▸ What you should do:
The answer must be every line of the records below that contains the word "struct", copied out.

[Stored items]
**********

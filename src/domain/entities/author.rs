use serde::{Deserialize, Serialize};

/// An author as returned by the author service. Ids are opaque strings.
#[derive(Debug, Clone, PartialEq, Eq, Serialize, Deserialize)]
pub struct Author {
    #[serde(alias = "_id")]
    pub id: String,
    pub name: String,
}
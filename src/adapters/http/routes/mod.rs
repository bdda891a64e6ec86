pub mod books;

use axum::{Router, middleware};

use crate::adapters::http::{app_state::AppState, middleware::auth_middleware};

/// Every book route sits behind the auth pipeline.
pub fn router(app_state: AppState) -> Router<AppState> {
    Router::new().nest(
        "/books",
        books::router().route_layer(middleware::from_fn_with_state(
            app_state,
            auth_middleware,
        )),
    )
}
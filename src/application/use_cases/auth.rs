//! The per-request authentication pipeline.
//!
//! Stages run in a fixed order over an explicit [`AuthContext`]:
//! extract -> verify -> refresh (only when the access token has expired).
//! The HTTP layer turns the final context into either an [`AuthSession`] for the
//! route handler or a terminal rejection, and applies cookies in one step.

use std::{sync::Arc, time::Duration};

use async_trait::async_trait;
use secrecy::SecretString;
use thiserror::Error;
use tracing::instrument;

use crate::{
    app_error::AppResult,
    credentials::{self, CredentialPair, CredentialSource, CredentialSources},
    jwt::{self, Claims, Verification},
};

/// Port to the auth service's token-refresh endpoint.
#[async_trait]
pub trait TokenRefresher: Send + Sync {
    /// Exchanges a refresh token for a freshly minted access token.
    async fn refresh(&self, refresh_token: &str) -> AppResult<String>;
}

#[derive(Debug, Clone, Copy, PartialEq, Eq, Error)]
pub enum AuthFailure {
    #[error("no access token found on the request")]
    CredentialMissing,
    #[error("access token is malformed or has a bad signature")]
    InvalidCredential,
    #[error("access token has expired")]
    CredentialExpired,
    #[error("could not exchange the refresh token for a new access token")]
    RefreshFailed,
    #[error("access token was rejected")]
    Rejected,
}

#[derive(Debug, Clone, PartialEq)]
pub enum AuthStatus {
    Pending,
    Verified(Claims),
    /// A new access token was minted from the refresh token.
    Refreshed,
    Failed(AuthFailure),
}

/// Request-scoped state threaded through the pipeline stages.
#[derive(Debug, Clone, PartialEq)]
pub struct AuthContext {
    pub source: Option<CredentialSource>,
    pub access_token: Option<String>,
    pub refresh_token: Option<String>,
    pub status: AuthStatus,
}

impl AuthContext {
    pub fn from_sources(sources: &CredentialSources<'_>) -> Self {
        match credentials::extract(sources) {
            Ok(Some((source, pair))) => Self {
                source: Some(source),
                access_token: Some(pair.access_token),
                refresh_token: pair.refresh_token,
                status: AuthStatus::Pending,
            },
            Ok(None) => Self {
                source: None,
                access_token: None,
                refresh_token: None,
                status: AuthStatus::Failed(AuthFailure::CredentialMissing),
            },
            Err(err) => {
                tracing::warn!(error = %err, "Query-string credentials could not be decoded");
                Self {
                    source: Some(CredentialSource::Query),
                    access_token: None,
                    refresh_token: None,
                    status: AuthStatus::Failed(AuthFailure::InvalidCredential),
                }
            }
        }
    }

    pub fn into_session(self) -> Result<AuthSession, AuthFailure> {
        let refreshed = matches!(self.status, AuthStatus::Refreshed);
        let claims = match self.status {
            AuthStatus::Verified(claims) => Some(claims),
            AuthStatus::Refreshed => None,
            AuthStatus::Failed(failure) => return Err(failure),
            // Verification never ran.
            AuthStatus::Pending => return Err(AuthFailure::Rejected),
        };
        let access_token = self.access_token.ok_or(AuthFailure::CredentialMissing)?;
        Ok(AuthSession {
            access_token,
            refresh_token: self.refresh_token,
            claims,
            refreshed,
        })
    }
}

/// What a route handler sees once the pipeline let the request through.
/// Its presence on a request means the caller is authenticated.
#[derive(Debug, Clone, PartialEq)]
pub struct AuthSession {
    /// The token to present to sibling services; the new one after a refresh.
    pub access_token: String,
    pub refresh_token: Option<String>,
    /// Decoded claims; `None` after a refresh since the new token was not decoded.
    pub claims: Option<Claims>,
    pub refreshed: bool,
}

impl AuthSession {
    pub fn credentials(&self) -> CredentialPair {
        CredentialPair {
            access_token: self.access_token.clone(),
            refresh_token: self.refresh_token.clone(),
        }
    }
}

pub struct AuthUseCases {
    secret: SecretString,
    leeway_secs: u64,
    refresher: Arc<dyn TokenRefresher>,
    refresh_timeout: Duration,
}

impl AuthUseCases {
    pub fn new(
        secret: SecretString,
        leeway_secs: u64,
        refresher: Arc<dyn TokenRefresher>,
        refresh_timeout: Duration,
    ) -> Self {
        Self {
            secret,
            leeway_secs,
            refresher,
            refresh_timeout,
        }
    }

    /// Runs every stage for one request.
    #[instrument(skip_all)]
    pub async fn authenticate(
        &self,
        sources: &CredentialSources<'_>,
    ) -> Result<AuthSession, AuthFailure> {
        let ctx = AuthContext::from_sources(sources);
        let ctx = self.verify_stage(ctx);
        let ctx = self.refresh_stage(ctx).await;
        ctx.into_session()
    }

    pub fn verify_stage(&self, mut ctx: AuthContext) -> AuthContext {
        if ctx.status != AuthStatus::Pending {
            return ctx;
        }
        let Some(token) = ctx.access_token.as_deref() else {
            ctx.status = AuthStatus::Failed(AuthFailure::CredentialMissing);
            return ctx;
        };
        let source = ctx.source.map(|s| s.as_str());

        ctx.status = match jwt::verify(token, &self.secret, self.leeway_secs) {
            Verification::Valid(claims) => {
                tracing::debug!(source, sub = ?claims.sub, "Access token verified");
                AuthStatus::Verified(claims)
            }
            Verification::Expired => {
                tracing::info!(source, "Access token expired, refresh required");
                AuthStatus::Failed(AuthFailure::CredentialExpired)
            }
            Verification::Invalid(reason) => {
                tracing::warn!(source, %reason, "Access token invalid");
                AuthStatus::Failed(AuthFailure::InvalidCredential)
            }
            Verification::Rejected(reason) => {
                tracing::warn!(source, %reason, "Access token rejected");
                AuthStatus::Failed(AuthFailure::Rejected)
            }
        };
        ctx
    }

    /// Only acts on an expired access token. Makes at most one call to the auth
    /// service, bounded by the configured timeout.
    pub async fn refresh_stage(&self, mut ctx: AuthContext) -> AuthContext {
        if ctx.status != AuthStatus::Failed(AuthFailure::CredentialExpired) {
            return ctx;
        }
        let Some(refresh_token) = ctx.refresh_token.clone() else {
            tracing::warn!("Access token expired and no refresh token was presented");
            ctx.status = AuthStatus::Failed(AuthFailure::RefreshFailed);
            return ctx;
        };

        let exchange = self.refresher.refresh(&refresh_token);
        ctx.status = match tokio::time::timeout(self.refresh_timeout, exchange).await {
            Ok(Ok(new_token)) if !new_token.is_empty() => {
                tracing::info!("Access token refreshed");
                ctx.access_token = Some(new_token);
                AuthStatus::Refreshed
            }
            Ok(Ok(_)) => {
                tracing::warn!("Auth service returned an empty access token");
                AuthStatus::Failed(AuthFailure::RefreshFailed)
            }
            Ok(Err(err)) => {
                tracing::warn!(error = %err, "Refresh exchange failed");
                AuthStatus::Failed(AuthFailure::RefreshFailed)
            }
            Err(_) => {
                tracing::warn!(
                    timeout_ms = self.refresh_timeout.as_millis() as u64,
                    "Refresh exchange timed out"
                );
                AuthStatus::Failed(AuthFailure::RefreshFailed)
            }
        };
        ctx
    }
}
use axum::{Router, extract::DefaultBodyLimit, http};
use tower_http::{set_header::SetResponseHeaderLayer, trace::TraceLayer};
use uuid::Uuid;

use crate::{
    adapters::{self, http::app_state::AppState},
    infra::setup::init_tracing,
};

/// Cover images arrive base64-encoded inside the form body.
pub const MAX_BODY_BYTES: usize = 10 * 1024 * 1024;

pub fn create_app(app_state: AppState) -> Router {
    init_tracing();
    app_router(app_state)
}

pub fn app_router(app_state: AppState) -> Router {
    adapters::http::routes::router(app_state.clone())
        .with_state(app_state)
        .layer(DefaultBodyLimit::max(MAX_BODY_BYTES))
        .layer(SetResponseHeaderLayer::if_not_present(
            http::header::X_CONTENT_TYPE_OPTIONS,
            http::HeaderValue::from_static("nosniff"),
        ))
        .layer(SetResponseHeaderLayer::if_not_present(
            http::header::X_FRAME_OPTIONS,
            http::HeaderValue::from_static("DENY"),
        ))
        .layer(
            TraceLayer::new_for_http().make_span_with(|request: &http::Request<_>| {
                let request_id = Uuid::new_v4();
                // Path only; query strings can carry tokens.
                tracing::info_span!(
                    "http-request",
                    method = %request.method(),
                    uri = %request.uri().path(),
                    version = ?request.version(),
                    request_id = %request_id
                )
            }),
        )
}
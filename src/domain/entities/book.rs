use base64::Engine;
use chrono::{NaiveDate, NaiveDateTime};
use serde::Serialize;
use uuid::Uuid;

/// MIME types accepted for cover uploads.
pub const COVER_MIME_TYPES: [&str; 3] = ["image/jpeg", "image/png", "image/gif"];

#[derive(Debug, Clone, PartialEq, Eq)]
pub struct CoverImage {
    pub data: Vec<u8>,
    pub mime_type: String,
}

impl CoverImage {
    pub fn is_allowed_type(mime_type: &str) -> bool {
        COVER_MIME_TYPES.contains(&mime_type)
    }

    /// `data:` URI used to inline the cover into rendered pages.
    pub fn data_uri(&self) -> String {
        format!(
            "data:{};base64,{}",
            self.mime_type,
            base64::engine::general_purpose::STANDARD.encode(&self.data)
        )
    }
}

#[derive(Debug, Clone, PartialEq, Serialize)]
#[serde(rename_all = "camelCase")]
pub struct Book {
    pub id: Uuid,
    pub title: String,
    /// Author-service id of the book's author.
    pub author: String,
    pub publish_date: NaiveDate,
    pub page_count: i32,
    pub description: Option<String>,
    #[serde(skip)]
    pub cover: Option<CoverImage>,
    pub cover_image_type: Option<String>,
    pub created_at: NaiveDateTime,
}

/// Validated input for creating or updating a book.
#[derive(Debug, Clone, PartialEq)]
pub struct BookDraft {
    pub title: String,
    pub author: String,
    pub publish_date: NaiveDate,
    pub page_count: i32,
    pub description: Option<String>,
    /// `None` keeps the stored cover on update.
    pub cover: Option<CoverImage>,
}

#[derive(Debug, Clone, Default, PartialEq)]
pub struct BookFilter {
    /// Case-insensitive regular expression matched against the title.
    pub title_pattern: Option<String>,
    pub author: Option<String>,
    /// Inclusive upper bound on `publish_date`.
    pub published_before: Option<NaiveDate>,
    /// Inclusive lower bound on `publish_date`.
    pub published_after: Option<NaiveDate>,
    pub newest_first: bool,
    pub limit: Option<i64>,
}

**********

▸ Your solution:
pub struct Author {
pub struct AuthContext {
pub struct AuthSession {
pub struct AuthUseCases {
pub struct CoverImage {
pub struct Book {
pub struct BookDraft {
pub struct BookFilter {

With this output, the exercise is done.